A Mother Left Behind: James Shurtliffe

James Shurtliffe Co. C 16th Connecticut at the time of his enlistment (Connecticut State Library)

James Shurtliffe Co. C 16th Connecticut at the time of his enlistment (Connecticut State Library)

The young widow Mary Shurtliff turned to running a boarding house to earn a living when her husband John died in 1852. To help support his mother, James Shurtliff went to work at James Ranney’s grocery store on American Row in Hartford. All his wages were turned over to his mother.
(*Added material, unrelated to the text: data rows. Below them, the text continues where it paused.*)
//! Background models weighting the sequence universe.
//!
//! A background model decides how much each word contributes to a score
//! distribution. A *wordwise* background gives a weight of one to every
//! word, so that distributions count words and the vocabulary volume is
//! `K^n` for words of length `n`. A probabilistic background weights each
//! word by its probability, giving a vocabulary volume of one.

use std::fmt::Debug;

use generic_array::GenericArray;
use typenum::marker_traits::Unsigned;

use super::abc::Alphabet;
use super::err::Error;

/// The tolerance on the sum of background frequencies.
const SUM_TOLERANCE: f64 = 1e-4;

// --- BackgroundModel ---------------------------------------------------------

/// A model weighting symbols, possibly depending on the previous symbol.
///
/// The distribution engines consume a background as a small automaton:
/// a word starts in a *context* with [`initial_weight`], and each symbol
/// read from a context contributes [`transition_weight`]. Mononucleotide
/// backgrounds have a single context, dinucleotide backgrounds use the
/// previous symbol as the context.
///
/// [`initial_weight`]: BackgroundModel::initial_weight
/// [`transition_weight`]: BackgroundModel::transition_weight
pub trait BackgroundModel: Clone + Debug + PartialEq + Send + Sync {
    /// The per-symbol normalizing constant of the vocabulary.
    fn volume(&self) -> f64;

    /// Whether every word has a weight of one.
    fn is_wordwise(&self) -> bool;

    /// Whether two backgrounds weight the sequence universe identically.
    fn matches(&self, other: &Self) -> bool {
        self == other
    }

    /// The weight of starting a word in the given context.
    fn initial_weight(&self, context: usize) -> f64;

    /// The weight of reading `symbol` in the given context.
    fn transition_weight(&self, context: usize, symbol: usize) -> f64;

    /// The total volume of a vocabulary of words with the given length.
    fn vocabulary_volume(&self, word_len: usize) -> f64 {
        self.volume().powi(word_len as i32)
    }
}

fn check_frequencies(frequencies: &[f64]) -> Result<(), Error> {
    let mut sum = 0.0;
    for &f in frequencies {
        if !(0.0..=1.0).contains(&f) {
            return Err(Error::InvalidBackground(format!(
                "frequency {} outside of [0, 1]",
                f
            )));
        }
        sum += f;
    }
    if (sum - 1.0).abs() > SUM_TOLERANCE {
        return Err(Error::InvalidBackground(format!(
            "frequencies sum to {}, expected 1",
            sum
        )));
    }
    Ok(())
}

// --- Background --------------------------------------------------------------

/// The background frequencies for an alphabet.
#[derive(Clone, Debug, PartialEq)]
pub struct Background<A: Alphabet> {
    frequencies: GenericArray<f64, A::K>,
    wordwise: bool,
    alphabet: std::marker::PhantomData<A>,
}

impl<A: Alphabet> Background<A> {
    /// Create a new background with the given frequencies.
    ///
    /// The array must contain valid frequencies, i.e. real numbers between
    /// zero and one that sum to one.
    pub fn new<F>(frequencies: F) -> Result<Self, Error>
    where
        F: Into<GenericArray<f64, A::K>>,
    {
        let frequencies = frequencies.into();
        check_frequencies(&frequencies)?;
        Ok(Self {
            frequencies,
            wordwise: false,
            alphabet: std::marker::PhantomData,
        })
    }

    /// Create a new background from a slice of frequencies.
    pub fn from_slice(frequencies: &[f64]) -> Result<Self, Error> {
        let array = GenericArray::try_from_iter(frequencies.iter().cloned()).map_err(|_| {
            Error::InvalidBackground(format!(
                "expected {} frequencies, got {}",
                A::K::USIZE,
                frequencies.len()
            ))
        })?;
        Self::new(array)
    }

    /// Create a new background with uniform probabilities.
    ///
    /// # Example
    /// ```
    /// # use macroape::abc::*;
    /// # use macroape::bg::*;
    /// let bg = Background::<Dna>::uniform();
    /// assert_eq!(bg.frequencies(), &[0.25, 0.25, 0.25, 0.25]);
    /// assert_eq!(bg.volume(), 1.0);
    /// ```
    pub fn uniform() -> Self {
        Self {
            frequencies: (0..A::K::USIZE)
                .map(|_| 1.0 / A::K::USIZE as f64)
                .collect(),
            wordwise: false,
            alphabet: std::marker::PhantomData,
        }
    }

    /// Create a new background counting every word once.
    ///
    /// # Note
    /// The `Default` implementation for `Background` is wordwise.
    pub fn wordwise() -> Self {
        Self {
            frequencies: (0..A::K::USIZE)
                .map(|_| 1.0 / A::K::USIZE as f64)
                .collect(),
            wordwise: true,
            alphabet: std::marker::PhantomData,
        }
    }

    /// A reference to the symbol probabilities.
    ///
    /// Wordwise backgrounds report uniform probabilities.
    pub fn frequencies(&self) -> &[f64] {
        &self.frequencies
    }
}

impl<A: Alphabet> BackgroundModel for Background<A> {
    fn volume(&self) -> f64 {
        if self.wordwise {
            A::K::USIZE as f64
        } else {
            1.0
        }
    }

    fn is_wordwise(&self) -> bool {
        self.wordwise
    }

    #[inline]
    fn initial_weight(&self, _context: usize) -> f64 {
        1.0
    }

    #[inline]
    fn transition_weight(&self, _context: usize, symbol: usize) -> f64 {
        if self.wordwise {
            1.0
        } else {
            self.frequencies[symbol]
        }
    }
}

impl<A: Alphabet> AsRef<[f64]> for Background<A> {
    fn as_ref(&self) -> &[f64] {
        self.frequencies()
    }
}

impl<A: Alphabet> Default for Background<A> {
    fn default() -> Self {
        Self::wordwise()
    }
}

// --- DiBackground ------------------------------------------------------------

/// The background frequencies of symbol pairs for an alphabet.
///
/// The first symbol of a word is weighted by its marginal frequency, and
/// every following symbol by its frequency conditioned on the previous one.
#[derive(Clone, Debug, PartialEq)]
pub struct DiBackground<A: Alphabet> {
    frequencies: GenericArray<f64, A::K2>,
    marginals: GenericArray<f64, A::K>,
    wordwise: bool,
}

impl<A: Alphabet> DiBackground<A> {
    /// Create a new background with the given pair frequencies.
    ///
    /// The pair `(a, b)` is stored at index `a * K + b`.
    pub fn new<F>(frequencies: F) -> Result<Self, Error>
    where
        F: Into<GenericArray<f64, A::K2>>,
    {
        let frequencies = frequencies.into();
        check_frequencies(&frequencies)?;
        let k = A::K::USIZE;
        let marginals = (0..k)
            .map(|a| frequencies[a * k..(a + 1) * k].iter().sum())
            .collect();
        Ok(Self {
            frequencies,
            marginals,
            wordwise: false,
        })
    }

    /// Create a new background from a slice of pair frequencies.
    pub fn from_slice(frequencies: &[f64]) -> Result<Self, Error> {
        let array = GenericArray::try_from_iter(frequencies.iter().cloned()).map_err(|_| {
            Error::InvalidBackground(format!(
                "expected {} frequencies, got {}",
                A::K2::USIZE,
                frequencies.len()
            ))
        })?;
        Self::new(array)
    }

    /// Create a new background counting every word once.
    pub fn wordwise() -> Self {
        Self {
            frequencies: (0..A::K2::USIZE)
                .map(|_| 1.0 / A::K2::USIZE as f64)
                .collect(),
            marginals: (0..A::K::USIZE)
                .map(|_| 1.0 / A::K::USIZE as f64)
                .collect(),
            wordwise: true,
        }
    }

    /// Build the dinucleotide background equivalent to a mononucleotide one.
    pub fn from_mono(background: &Background<A>) -> Self {
        if background.is_wordwise() {
            return Self::wordwise();
        }
        let f = background.frequencies();
        let k = A::K::USIZE;
        Self {
            frequencies: (0..A::K2::USIZE).map(|i| f[i / k] * f[i % k]).collect(),
            marginals: f.iter().cloned().collect(),
            wordwise: false,
        }
    }

    /// A reference to the pair probabilities.
    pub fn frequencies(&self) -> &[f64] {
        &self.frequencies
    }
}

impl<A: Alphabet> BackgroundModel for DiBackground<A> {
    fn volume(&self) -> f64 {
        if self.wordwise {
            A::K::USIZE as f64
        } else {
            1.0
        }
    }

    fn is_wordwise(&self) -> bool {
        self.wordwise
    }

    #[inline]
    fn initial_weight(&self, context: usize) -> f64 {
        if self.wordwise {
            1.0
        } else {
            self.marginals[context]
        }
    }

    #[inline]
    fn transition_weight(&self, context: usize, symbol: usize) -> f64 {
        if self.wordwise {
            1.0
        } else if self.marginals[context] > 0.0 {
            self.frequencies[context * A::K::USIZE + symbol] / self.marginals[context]
        } else {
            0.0
        }
    }
}

impl<A: Alphabet> Default for DiBackground<A> {
    fn default() -> Self {
        Self::wordwise()
    }
}

#[cfg(test)]
mod test {
    use super::*;
    use crate::abc::Dna;

    #[test]
    fn background_new() {
        assert!(Background::<Dna>::new([0.3, 0.2, 0.2, 0.3]).is_ok());
        assert!(Background::<Dna>::new([0.1, 0.1, 0.1, 0.1]).is_err());
        assert!(Background::<Dna>::new([1.5, -0.5, 0.0, 0.0]).is_err());
    }

    #[test]
    fn background_from_slice() {
        assert!(Background::<Dna>::from_slice(&[0.25, 0.25, 0.5]).is_err());
        let bg = Background::<Dna>::from_slice(&[0.1, 0.4, 0.4, 0.1]).unwrap();
        assert_eq!(bg.transition_weight(0, 1), 0.4);
    }

    #[test]
    fn background_matches() {
        let a = Background::<Dna>::uniform();
        let b = Background::<Dna>::new([0.25, 0.25, 0.25, 0.25]).unwrap();
        assert!(a.matches(&b));
        assert!(!a.matches(&Background::wordwise()));
        assert!(Background::<Dna>::default().is_wordwise());
        assert_eq!(Background::<Dna>::wordwise().vocabulary_volume(3), 64.0);
    }

    #[test]
    fn dibackground_conditional() {
        let mono = Background::<Dna>::new([0.1, 0.2, 0.3, 0.4]).unwrap();
        let di = DiBackground::from_mono(&mono);
        for a in 0..4 {
            assert!((di.initial_weight(a) - mono.frequencies()[a]).abs() < 1e-12);
            for b in 0..4 {
                let t = di.transition_weight(a, b);
                assert!((t - mono.frequencies()[b]).abs() < 1e-12);
            }
        }
    }

    #[test]
    fn dibackground_invalid() {
        assert!(DiBackground::<Dna>::from_slice(&[0.25; 4]).is_err());
        assert!(DiBackground::<Dna>::from_slice(&[0.1; 16]).is_err());
        assert!(DiBackground::<Dna>::from_slice(&[0.0625; 16]).is_ok());
    }
}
He was no more than 12 years old.

In the summer of 1862, the 18 year old Shurtliff enlisted at George Gouge’s recruiting office at 311 Main Street and joined the 16th Connecticut Volunteer Infantry. Despite the horrors of war that beset the 16th, his two years in the army were most likely the most carefree time of life.  (He is included in a 1863 photograph in the Connecticut State Library archives having a lark with his comrade soldiers in Suffolk, VA).

 

He sent home most of his soldiers’ pay to his mother, who became ill in the winter of 1862 and was no longer able to work. 2. Shurtliff 1863 money order to mother cropped

Mary Shurtliff’s circumstances became desperate in April of 1864 when James, along with most of the 16th Connecticut, was captured by the Rebel army in Plymouth, NC and sent to Andersonville prison. She would not only be left to worry and wonder about her only son’s survival but would have been in dire financial straits since army policy was to stop the wages of soldiers captured or listed as missing in action. Hartford butcher Richard Seymour, James Shurtliff’s last employer, bluntly described Mary’s situation – She is perfectly poor.

After learning of her son’s death in prison in the late fall of 1864, Mary Shurtliff  turned to the federal government for relief, filing an application for a mother’s pension on December 9, 1864. But without an official declaration of her son’s death, her application stalled.

The Widows Home

The Widows Home

On May 9, 1866 – a year and a half after making her initial application – Mary Shurtliff was awarded an $8 a month pension (back dated to her son’s death of September 21 1864). By this time, she was living at the Widows’ Home on 1846 Main Street (across from Old North Cemetery) where she resided until her death on April 4, 1870.

 

Mary Shurtliff was buried next to her husband John in Hartford’s Spring Grove Cemetery. James Shurtliff is buried in Andersonville National Cemetery. An effigy stone at his parents’ gravesite commemorates his death and service to his country.